Although many of the presentations at the INFORMS Annual Meeting in Pittsburgh are very academically focused, Mark S. Daskin‘s Presidential Address Everyday Lessons from Operations Research had a lot of great lessons for those of out us in the field. The following are Mark Daskin’s Top 13 lessons from operations research:
- 13. Service Gets Worse as Utilization Increases
Think about customer service lines. - 12. Performance Degrades as Variability Increases
… but variability can be reduced through risk pooling. Think about global sourcing. - 11. Variability is necessary.
Relationships cannot be determined without variability. - 10. Expect the unexpected in today’s world.
There are 300 M people in the US, which means 800 K will be at least 3 standard deviations from the mean in any study you are conducting. There are 1 B people in China, which means at least 2.7 M will be 3 standard deviations from the mean. Globally, there are over 400 K people over 4 standard deviations from the mean in any study you are conducting. - 9. If it is too good to be true, it probably is not.
Learn from experience – and samples. - 8. Life is full of errors.
Both Type I (false positive) and Type II (false negative) – and there is no free lunch.

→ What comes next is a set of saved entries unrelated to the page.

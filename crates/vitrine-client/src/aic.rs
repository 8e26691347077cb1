//! Art Institute of Chicago adapter.

use serde::Deserialize;
use vitrine_core::error::AppError;
use vitrine_core::models::{DisplayField, MuseumCode, NormalizedArtwork};
use vitrine_core::traits::{Fetcher, MuseumAdapter};
use vitrine_core::util::{first_non_blank, non_blank};

use crate::decode::{decode, decode_each, endpoint, fetch_json};

pub const AIC_BASE_URL: &str = "https://api.artic.edu/api/v1";
const IIIF_BASE_URL: &str = "https://www.artic.edu/iiif/2";

const SEARCH_FIELDS: &str = "id,title,artist_display,date_display,medium_display,dimensions,image_id,place_of_origin,department_title,artwork_type_title,gallery_title,is_public_domain";
const DETAIL_FIELDS: &str = "id,title,artist_display,date_display,medium_display,dimensions,image_id,place_of_origin,department_title,artwork_type_title,gallery_title,style_title,classification_title,subject_titles,material_titles,technique_titles,credit_line,main_reference_number,is_public_domain,description,short_description";

// ---- AIC API types ----

#[derive(Deserialize)]
struct SearchResponse {
    #[serde(default)]
    data: Vec<serde_json::Value>,
}

#[derive(Deserialize)]
struct DetailResponse {
    data: Option<serde_json::Value>,
}

#[derive(Debug, Default, Deserialize)]
#[serde(default)]
struct AicArtwork {
    id: Option<u64>,
    title: Option<String>,
    artist_display: Option<String>,
    date_display: Option<String>,
    medium_display: Option<String>,
    dimensions: Option<String>,
    image_id: Option<String>,
    place_of_origin: Option<String>,
    department_title: Option<String>,
    artwork_type_title: Option<String>,
    gallery_title: Option<String>,
    style_title: Option<String>,
    classification_title: Option<String>,
    subject_titles: Option<Vec<String>>,
    material_titles: Option<Vec<String>>,
    technique_titles: Option<Vec<String>>,
    credit_line: Option<String>,
    main_reference_number: Option<String>,
    is_public_domain: Option<bool>,
    description: Option<String>,
    short_description: Option<String>,
}

/// Adapter for `api.artic.edu`. Search returns full records in one call.
#[derive(Clone)]
pub struct AicAdapter<F> {
    fetcher: F,
    base_url: String,
}

impl<F: Fetcher> AicAdapter<F> {
    pub fn new(fetcher: F) -> Self {
        Self::with_base_url(fetcher, AIC_BASE_URL)
    }

    pub fn with_base_url(fetcher: F, base_url: &str) -> Self {
        Self {
            fetcher,
            base_url: base_url.trim_end_matches('/').to_string(),
        }
    }

    async fn fetch_details(&self, native_id: &str) -> Result<Option<NormalizedArtwork>, AppError> {
        let url = endpoint(
            &self.base_url,
            &["artworks", native_id],
            &[("fields", DETAIL_FIELDS)],
        )?;
        let response: DetailResponse = serde_json::from_value(fetch_json(&self.fetcher, &url).await?)?;
        let Some(raw) = response.data else {
            return Ok(None);
        };
        let (artwork, raw) = decode::<AicArtwork>(raw)?;
        // Echo the id as requested; upstream may canonicalise it.
        Ok(normalize(artwork, raw)
            .filter(NormalizedArtwork::has_image)
            .map(|artwork| NormalizedArtwork {
                id: MuseumCode::Aic.artwork_id(native_id),
                ..artwork
            }))
    }
}

impl<F: Fetcher> MuseumAdapter for AicAdapter<F> {
    fn code(&self) -> MuseumCode {
        MuseumCode::Aic
    }

    async fn search(&self, query: &str, limit: usize) -> Result<Vec<NormalizedArtwork>, AppError> {
        let limit = limit.to_string();
        let url = endpoint(
            &self.base_url,
            &["artworks", "search"],
            &[("q", query), ("limit", &limit), ("fields", SEARCH_FIELDS)],
        )?;
        let response: SearchResponse = serde_json::from_value(fetch_json(&self.fetcher, &url).await?)?;

        Ok(decode_each::<AicArtwork>(MuseumCode::Aic, response.data)
            .into_iter()
            .filter_map(|(artwork, raw)| normalize(artwork, raw))
            .collect())
    }

    async fn get_details(&self, id: &str) -> Option<NormalizedArtwork> {
        let native_id = MuseumCode::Aic.native_id(id);
        match self.fetch_details(native_id).await {
            Ok(artwork) => artwork,
            Err(e) => {
                tracing::warn!(id, error = %e, "Error fetching AIC artwork details");
                None
            }
        }
    }
}

fn iiif_url(image_id: &str, width: u32) -> String {
    format!("{IIIF_BASE_URL}/{image_id}/full/{width},/0/default.jpg")
}

/// Map an AIC record; records without an id are dropped.
fn normalize(artwork: AicArtwork, raw: serde_json::Value) -> Option<NormalizedArtwork> {
    let id = artwork.id?;
    let image_id = non_blank(artwork.image_id.as_deref());

    Some(NormalizedArtwork {
        id: MuseumCode::Aic.artwork_id(id),
        title: DisplayField::Title.resolve([artwork.title.as_deref()]),
        artist: DisplayField::Artist.resolve([artwork.artist_display.as_deref()]),
        date: DisplayField::Date.resolve([artwork.date_display.as_deref()]),
        medium: DisplayField::Medium.resolve([artwork.medium_display.as_deref()]),
        dimensions: DisplayField::Dimensions.resolve([artwork.dimensions.as_deref()]),
        museum: MuseumCode::Aic.institution().to_string(),
        museum_code: MuseumCode::Aic,
        image_url: image_id.as_deref().map(|image| iiif_url(image, 843)),
        thumbnail_url: image_id.as_deref().map(|image| iiif_url(image, 400)),
        department: non_blank(artwork.department_title.as_deref()),
        artwork_type: non_blank(artwork.artwork_type_title.as_deref()),
        place_of_origin: non_blank(artwork.place_of_origin.as_deref()),
        gallery: non_blank(artwork.gallery_title.as_deref()),
        period: None,
        culture: None,
        credit_line: non_blank(artwork.credit_line.as_deref()),
        accession_number: non_blank(artwork.main_reference_number.as_deref()),
        classification: non_blank(artwork.classification_title.as_deref()),
        style: non_blank(artwork.style_title.as_deref()),
        description: first_non_blank([
            artwork.description.as_deref(),
            artwork.short_description.as_deref(),
        ]),
        is_public_domain: artwork.is_public_domain,
        subjects: artwork.subject_titles.unwrap_or_default(),
        materials: artwork.material_titles.unwrap_or_default(),
        techniques: artwork.technique_titles.unwrap_or_default(),
        museum_url: format!("https://www.artic.edu/artworks/{id}"),
        original_data: raw,
    })
}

As you decrease one type of error, the other type of error increases – unless you want to pay for more data. - 7. A good decision can result in a bad outcome.

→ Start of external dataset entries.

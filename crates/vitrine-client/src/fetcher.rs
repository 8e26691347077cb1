use std::time::Duration;

use reqwest::header::{ACCEPT, HeaderMap, HeaderValue};
use vitrine_core::error::AppError;
use vitrine_core::traits::Fetcher;

const USER_AGENT: &str = concat!("Vitrine/", env!("CARGO_PKG_VERSION"), " (museum search)");
pub const DEFAULT_TIMEOUT: Duration = Duration::from_secs(15);

/// JSON-over-HTTPS fetcher for the museum APIs.
///
/// Makes exactly one attempt per call. A non-2xx status is an error carrying
/// the status code; the adapters decide whether that means "absent".
#[derive(Clone)]
pub struct ReqwestFetcher {
    http: reqwest::Client,
    timeout: Duration,
}

impl ReqwestFetcher {
    pub fn new() -> Result<Self, AppError> {
        Self::with_timeout(DEFAULT_TIMEOUT)
    }

    pub fn with_timeout(timeout: Duration) -> Result<Self, AppError> {
        let headers = HeaderMap::from_iter([(ACCEPT, HeaderValue::from_static("application/json"))]);
        let http = reqwest::Client::builder()
            .user_agent(USER_AGENT)
            .default_headers(headers)
            .timeout(timeout)
            .build()
            .map_err(|e| AppError::HttpError(format!("Failed to build HTTP client: {e}")))?;

        Ok(Self { http, timeout })
    }

    fn classify(&self, url: &str, e: reqwest::Error) -> AppError {
        if e.is_timeout() {
            AppError::Timeout(self.timeout.as_secs())
        } else if e.is_connect() {
            AppError::NetworkError(format!("Connection failed for {url}: {e}"))
        } else {
            AppError::HttpError(format!("Request to {url} failed: {e}"))
        }
    }
}

impl Fetcher for ReqwestFetcher {
    async fn fetch(&self, url: &str) -> Result<String, AppError> {
        tracing::debug!(url, "GET");
        let response = self
            .http
            .get(url)
            .send()
            .await
            .map_err(|e| self.classify(url, e))?;

        let status = response.status();
        if !status.is_success() {
            return Err(AppError::HttpError(format!("HTTP {} for {url}", status.as_u16())));
        }

        response.text().await.map_err(|e| self.classify(url, e))
    }
}
/// Map an EDAN record. Records without an id cannot be looked up again and
/// are dropped.
fn normalize(record: SiRecord, raw: serde_json::Value) -> Option<NormalizedArtwork> {
    let id = non_blank(record.id.as_deref())?;
    let indexed = &record.content.indexed_structured;
    let freetext = &record.content.freetext;
    let descriptive = &record.content.descriptive_non_repeating;
    let media = descriptive.online_media.media.first();
    let media_content = media.and_then(|m| non_blank(m.content.as_deref()));

    Some(NormalizedArtwork {
        id: MuseumCode::Smithsonian.artwork_id(&id),
        title: DisplayField::Title.resolve([record.title.as_deref()]),
        artist: DisplayField::Artist.resolve([first(&indexed.name), first(&freetext.name)]),
        date: DisplayField::Date.resolve([first(&indexed.date), first(&freetext.date)]),
        medium: DisplayField::Medium.resolve([
            first(&indexed.medium),
            first(&freetext.physical_description),
        ]),
        dimensions: DisplayField::Dimensions.resolve([first(&freetext.physical_description)]),
        museum: record
            .unit_code
            .as_deref()
            .map(unit_name)
            .unwrap_or(MuseumCode::Smithsonian.institution())
            .to_string(),
        museum_code: MuseumCode::Smithsonian,
        image_url: media_content
            .clone()
            .or_else(|| media.and_then(|m| non_blank(m.ids_id.as_deref()))),
        thumbnail_url: media
            .and_then(|m| non_blank(m.thumbnail.as_deref()))
            .or(media_content),
        department: non_blank(first(&indexed.topic)),
        artwork_type: first_non_blank([first(&indexed.object_type), first(&indexed.kind)]),
        place_of_origin: first_non_blank([first(&indexed.place), first(&indexed.culture)]),
        gallery: None,
        period: non_blank(first(&indexed.date)),
        culture: non_blank(first(&indexed.culture)),
        credit_line: non_blank(first(&freetext.credit_line)),
        accession_number: first_non_blank([
            descriptive.record_id.as_deref(),
            first(&freetext.identifier),
        ]),
        classification: None,
        style: None,
        description: first_non_blank([first(&freetext.notes), first(&freetext.summary)]),
        is_public_domain: None,
        subjects: all(&indexed.topic),
        materials: all(&indexed.medium),
        techniques: Vec::new(),
        museum_url: non_blank(descriptive.record_link.as_deref())
            .unwrap_or_else(|| format!("https://collections.si.edu/search/detail/edanmdm:{id}")),
        original_data: raw,
    })
}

C’est la vie. - 6. If you are not using all you have, don’t pay for additional quantity.
It’s not savings if the item perishes in industry. - 5. You can never do better by adding a constraint.

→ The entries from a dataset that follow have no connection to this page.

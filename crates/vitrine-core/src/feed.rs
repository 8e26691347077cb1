//! Caller-held state for infinite browsing and superseded searches.
//!
//! The aggregator is stateless; whoever drives the UI keeps one of these per
//! view and feeds aggregator pages through it.

use std::collections::HashSet;
use std::sync::Arc;
use std::sync::atomic::{AtomicU64, Ordering};

use crate::models::{BrowsePage, NormalizedArtwork};

/// Accumulates browse pages, dropping artworks already shown.
#[derive(Debug, Default)]
pub struct BrowseFeed {
    next_term_index: usize,
    has_more: bool,
    seen: HashSet<String>,
    artworks: Vec<NormalizedArtwork>,
}

impl BrowseFeed {
    pub fn new() -> Self {
        Self::starting_at(0)
    }

    pub fn starting_at(term_index: usize) -> Self {
        Self {
            next_term_index: term_index,
            has_more: true,
            ..Self::default()
        }
    }

    /// Term index to request next.
    pub fn next_term_index(&self) -> usize {
        self.next_term_index
    }

    pub fn has_more(&self) -> bool {
        self.has_more
    }

    /// Everything accumulated so far, in arrival order.
    pub fn artworks(&self) -> &[NormalizedArtwork] {
        &self.artworks
    }

    /// Merge a page and return only the artworks not seen before.
    pub fn absorb(&mut self, page: BrowsePage) -> Vec<NormalizedArtwork> {
        self.next_term_index = page.next_term_index;
        self.has_more = page.has_more;

        let fresh: Vec<_> = page
            .artworks
            .into_iter()
            .filter(|artwork| self.seen.insert(artwork.id.clone()))
            .collect();
        self.artworks.extend(fresh.iter().cloned());

        tracing::debug!(
            new = fresh.len(),
            total = self.artworks.len(),
            next_term_index = self.next_term_index,
            "Absorbed browse page"
        );
        fresh
    }
}

/// Issues increasing generation tickets so results of a superseded search
/// can be discarded instead of overwriting newer ones.
///
/// For interactive front ends (search-as-you-type, a UI that can fire a new
/// query before the last one settles). One-shot callers such as the CLI run
/// a single search per process and have no use for it.
#[derive(Debug, Clone, Default)]
pub struct SearchGenerations {
    latest: Arc<AtomicU64>,
}

/// Handle for one issued search.
#[derive(Debug, Clone, Copy, PartialEq, Eq)]
pub struct SearchTicket(u64);

impl SearchGenerations {
    pub fn new() -> Self {
        Self::default()
    }

    /// Start a new search, superseding every earlier ticket.
    pub fn begin(&self) -> SearchTicket {
        SearchTicket(self.latest.fetch_add(1, Ordering::SeqCst) + 1)
    }

    pub fn is_current(&self, ticket: SearchTicket) -> bool {
        self.latest.load(Ordering::SeqCst) == ticket.0
    }

    /// Pass results through only if no newer search has begun.
    pub fn accept<T>(&self, ticket: SearchTicket, results: T) -> Option<T> {
        if self.is_current(ticket) {
            Some(results)
        } else {
            tracing::debug!(generation = ticket.0, "Discarding stale search results");
            None
        }
    }
}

Adding a constraint can never improve the objective function – that’s optimization. - 4. Keep it Simple
- 3. Think about problem formulation
- What do you know?
- What do you need to decide?
- What do you need to achieve?
- What inhibits you?
- 2. Look for compromise solutions
Sometimes optimal is not good enough – do a tradeoff and robustness analysis before accepting a solution since your optimal solution may be very susceptible to change. - 1. Data is not information.